Côte d’Ivoire. Des milliers de personnes attendent toujours d’être indemnisées après le déversement de déchets toxiques

DÉCLARATION PUBLIQUE

Index AI : AFR 31/002/2010
ÉFAI

21 octobre 2010

Plus d’un an après être parvenues à un accord à l’amiable avec l’entreprise de courtage pétrolier Trafigura au sujet du déversement de produits toxiques en Côte d’Ivoire, des milliers de victimes de ce désastre écologique attendent toujours d’être indemnisées financièrement.

La distribution des sommes d’indemnisation à environ 30 000 demandeurs a connu des retards à répétition. À la fin de l’année 2009, un groupe se qualifiant de Coordination nationale des victimes de déchets toxiques de Côte d’Ivoire (CNVDT-CI) a déclaré représenter les 30 000 personnes étant parvenues à un accord à l’amiable avec Trafigura au Royaume-Uni. Celles-ci étaient en réalité toutes représentées par le cabinet d’avocats britannique Leigh Day & Co, et, aux termes de l’accord britannique avalisé par la Haute Cour du Royaume-Uni, seul ce cabinet était habilité à distribuer les 45 millions de dollars d’indemnités à ces demandeurs.

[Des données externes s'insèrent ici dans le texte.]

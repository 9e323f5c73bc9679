//! HTTP request decoder module
//!
//! Drives one request through its decoding states, in strict order:
//!
//! 1. Request line and headers, through [`HeaderDecoder`]
//! 2. The POST body, if one was declared, through [`LengthDecoder`]
//!
//! End of stream is terminal. A stream that ends before sending anything decodes to
//! nothing; a stream that ends inside the head or inside a declared body is an error.
//!
//! # Example
//!
//! ```no_run
//! use plain_http::codec::RequestDecoder;
//! use tokio_util::codec::Decoder;
//! use bytes::BytesMut;
//!
//! let mut decoder = RequestDecoder::new();
//! let mut buffer = BytesMut::from(&b"GET / HTTP/1.0\r\n\r\n"[..]);
//! let result = decoder.decode(&mut buffer);
//! ```

use crate::codec::body::LengthDecoder;
use crate::codec::header::HeaderDecoder;
use crate::protocol::{Message, ParseError, PayloadItem, PayloadSize, RequestHead};
use bytes::BytesMut;
use tokio_util::codec::Decoder;

/// A decoder for HTTP requests that handles both the head and the payload
///
/// # State Machine
///
/// The decoder maintains its state through the `payload_decoder` field:
/// - `None`: Currently parsing the request head
/// - `Some(LengthDecoder)`: Currently reading a POST body
#[derive(Debug, Default)]
pub struct RequestDecoder {
    header_decoder: HeaderDecoder,
    payload_decoder: Option<LengthDecoder>,
}

impl RequestDecoder {
    /// Creates a new `RequestDecoder` instance
    pub fn new() -> Self {
        Default::default()
    }

    fn decode_payload(&mut self, item: Option<PayloadItem>) -> Option<Message<(RequestHead, PayloadSize)>> {
        match item {
            Some(item @ PayloadItem::Chunk(_)) => Some(Message::Payload(item)),
            Some(item @ PayloadItem::Eof) => {
                // no need payload decoder in this request now
                self.payload_decoder.take();
                Some(Message::Payload(item))
            }
            None => None,
        }
    }

    fn decode_head(&mut self, head: Option<(RequestHead, PayloadSize)>) -> Option<Message<(RequestHead, PayloadSize)>> {
        let (head, payload_size) = head?;
        if let PayloadSize::Length(length) = payload_size {
            self.payload_decoder = Some(LengthDecoder::new(length));
        }
        Some(Message::Header((head, payload_size)))
    }
}

impl Decoder for RequestDecoder {
    type Item = Message<(RequestHead, PayloadSize)>;
    type Error = ParseError;

    /// Attempts to decode an HTTP request from the provided buffer
    ///
    /// # Returns
    ///
    /// - `Ok(Some(Message::Header(_)))`: Successfully decoded the request head
    /// - `Ok(Some(Message::Payload(_)))`: Successfully decoded a payload chunk or its end
    /// - `Ok(None)`: Need more data to proceed
    /// - `Err(_)`: Encountered a parsing error
    fn decode(&mut self, src: &mut BytesMut) -> Result<Option<Self::Item>, Self::Error> {
        if let Some(payload_decoder) = &mut self.payload_decoder {
            let item = payload_decoder.decode(src)?;
            return Ok(self.decode_payload(item));
        }

        let head = self.header_decoder.decode(src)?;
        Ok(self.decode_head(head))
    }

    fn decode_eof(&mut self, src: &mut BytesMut) -> Result<Option<Self::Item>, Self::Error> {
        if let Some(payload_decoder) = &mut self.payload_decoder {
            let item = payload_decoder.decode_eof(src)?;
            return Ok(self.decode_payload(item));
        }

        match self.header_decoder.decode(src)? {
            Some(head) => Ok(self.decode_head(Some(head))),
            None if src.is_empty() && self.header_decoder.is_idle() => Ok(None),
            None => Err(ParseError::UnexpectedEof),
        }
    }
}
//! The application side of the server.
//!
//! The protocol core knows nothing about what a request means. It parses the request and
//! calls one of the two callbacks of a [`Handler`], injected into the
//! [`Server`](crate::server::Server) or [`HttpConnection`](crate::connection::HttpConnection)
//! as an `Arc`. The handler answers through the [`ResponseWriter`] it is given.

use std::error::Error;

use async_trait::async_trait;
use tokio::io::AsyncWrite;

use crate::connection::ResponseWriter;
use crate::protocol::RequestHead;
use crate::protocol::body::ReqBody;

/// The two request callbacks an application implements.
///
/// A callback should write exactly one status line, with
/// [`ResponseWriter::write_success`] or [`ResponseWriter::write_failure`], before any body
/// bytes. If it returns an error before writing a status line, the connection answers with
/// the failure response; after that, whatever was written is sent as is.
#[async_trait]
pub trait Handler: Send + Sync {
    type Error: Into<Box<dyn Error + Send + Sync>> + Send;

    /// Called for `GET` requests.
    async fn handle_get<W>(&self, request: &RequestHead, response: &mut ResponseWriter<W>) -> Result<(), Self::Error>
    where
        W: AsyncWrite + Unpin + Send;

    /// Called for `POST` requests, once the whole body declared by `Content-Length` was read.
    async fn handle_post<W>(&self, request: &RequestHead, body: ReqBody, response: &mut ResponseWriter<W>) -> Result<(), Self::Error>
    where
        W: AsyncWrite + Unpin + Send;
}
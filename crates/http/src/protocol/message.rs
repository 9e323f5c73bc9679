use bytes::{Buf, Bytes};

/// Represents a HTTP message that can either be a header or payload.
///
/// Requests are decoded as `Message<(RequestHead, PayloadSize)>`, responses are encoded
/// from `Message<ResponseHead, D>` where `D` is any [`Buf`] holding body bytes.
#[derive(Debug)]
pub enum Message<T, Data: Buf = Bytes> {
    /// Contains the header information of type `T`
    Header(T),
    /// Contains a chunk of payload data or EOF marker
    Payload(PayloadItem<Data>),
}

/// Represents an item in the HTTP message payload stream.
#[derive(Debug, Clone, PartialEq, Eq)]
pub enum PayloadItem<Data: Buf = Bytes> {
    /// A chunk of payload data
    Chunk(Data),
    /// Marks the end of the payload stream
    Eof,
}

/// Represents the size information of a request payload.
///
/// Only `POST` requests carrying a `Content-Length` header have a [`PayloadSize::Length`];
/// every other request is [`PayloadSize::Empty`].
#[derive(Debug, Copy, Clone, PartialEq, Eq)]
pub enum PayloadSize {
    /// Payload with known length in bytes
    Length(u64),
    /// Empty payload (no body)
    Empty,
}

impl PayloadSize {
    #[inline]
    pub fn new_length(length: u64) -> Self {
        PayloadSize::Length(length)
    }

    #[inline]
    pub fn new_empty() -> Self {
        PayloadSize::Empty
    }

    /// Returns true if the payload is empty
    #[inline]
    pub fn is_empty(&self) -> bool {
        matches!(self, PayloadSize::Empty)
    }
}

impl<T, D: Buf> Message<T, D> {
    /// Returns true if this message contains payload data
    #[inline]
    pub fn is_payload(&self) -> bool {
        matches!(self, Message::Payload(_))
    }

    /// Returns true if this message contains header information
    #[inline]
    pub fn is_header(&self) -> bool {
        matches!(self, Message::Header(_))
    }
}

impl<D: Buf> PayloadItem<D> {
    /// Returns true if this item represents the end of the payload stream
    #[inline]
    pub fn is_eof(&self) -> bool {
        matches!(self, PayloadItem::Eof)
    }

    /// Returns true if this item contains chunk data
    #[inline]
    pub fn is_chunk(&self) -> bool {
        matches!(self, PayloadItem::Chunk(_))
    }
}

impl PayloadItem {
    /// Returns a reference to the contained bytes if this is a Chunk
    pub fn as_bytes(&self) -> Option<&Bytes> {
        match self {
            PayloadItem::Chunk(bytes) => Some(bytes),
            PayloadItem::Eof => None,
        }
    }

    /// Consumes the PayloadItem and returns the contained bytes if this is a Chunk
    pub fn into_bytes(self) -> Option<Bytes> {
        match self {
            PayloadItem::Chunk(bytes) => Some(bytes),
            PayloadItem::Eof => None,
        }
    }
}
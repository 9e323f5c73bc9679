//! Core HTTP/1.0 protocol types.
//!
//! - **Message Handling** ([`Message`], [`PayloadItem`], [`PayloadSize`]): the items that flow
//!   out of the request decoder and into the response encoder
//! - **Request Processing** ([`RequestHead`], [`RequestKind`], [`Headers`]): the parsed request
//!   line and header block, and the GET / POST / other dispatch decision
//! - **Response Processing** ([`ResponseHead`]): status line and headers of a response
//! - **Body** ([`body::ReqBody`]): the buffered POST body handed to the handler
//! - **Error Handling**: [`HttpError`], [`ParseError`], [`SendError`], [`ServerError`]

mod message;
pub use message::Message;
pub use message::PayloadItem;
pub use message::PayloadSize;

mod headers;
pub use headers::Headers;

mod request;
pub use request::RequestHead;
pub use request::RequestKind;

mod response;
pub use response::ResponseHead;

mod error;
pub use error::HttpError;
pub use error::ParseError;
pub use error::SendError;
pub use error::ServerError;

pub mod body;
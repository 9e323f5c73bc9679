//! Request payload decoding.
//!
//! HTTP/1.0 request bodies here are always delimited by `Content-Length`, so the only
//! payload decoder is [`LengthDecoder`].

mod length_decoder;

pub use length_decoder::LengthDecoder;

En dépit de cela, en février 2010, un accord a été conclu entre Leigh Day & Co et la CNVDT-CI au sujet de la distribution de cette somme. Amnesty International a exprimé à maintes reprises sa vive préoccupation au sujet du rôle de la CNVDT-CI, qui a prétendu manifestement à tort représenter les 30 000 victimes concernées par l’accord. Un grand nombre des demandeurs ont indiqué que la CNVDT-CI ne les représentait pas.

En juillet 2010, environ 23 000 personnes avaient reçu leurs indemnités mais, peu après, le processus de distribution a été interrompu sans que l’on sache réellement pourquoi. En septembre 2010, la CNVDT-CI a entamé un nouveau processus de distribution. Cependant, des informations récentes suggèrent que la distribution a de nouveau été interrompue et des milliers de demandeurs légitimes attendent toujours leur argent. On ignore ce que va devenir ce qui reste du fonds de compensation, et Amnesty International craint que les interruptions et le manque de transparence du processus ne favorisent un détournement de ces fonds.

Amnesty International demande au gouvernement de la Côte d’Ivoire d’intervenir et de veiller à ce que toutes les personnes devant être indemnisées reçoivent l’argent qui leur est dû, dans le cadre d’une procédure juste et transparente.

Complément d’information

En août 2006, des déchets toxiques ont été acheminés jusqu’à Abidjan, en Côte d’Ivoire, à bord du Probo Koala, navire affrété par l’entreprise de courtage pétrolier Trafigura. Ces déchets ont ensuite été rejetés en divers lieux de l’agglomération d’Abidjan, provoquant une tragédie en termes de droits humains.

À la suite de cette opération, plus de 100 000 personnes avaient dû consulter les services médicaux pour différents problèmes de santé. Une quinzaine de décès avaient été signalés.

Le 23 septembre 2009, la Haute Cour d’Angleterre et du Pays de Galles a approuvé un accord de règlement de 45 millions de dollars entre la société Trafigura et près de 30 000 victimes du déversement de déchets toxiques.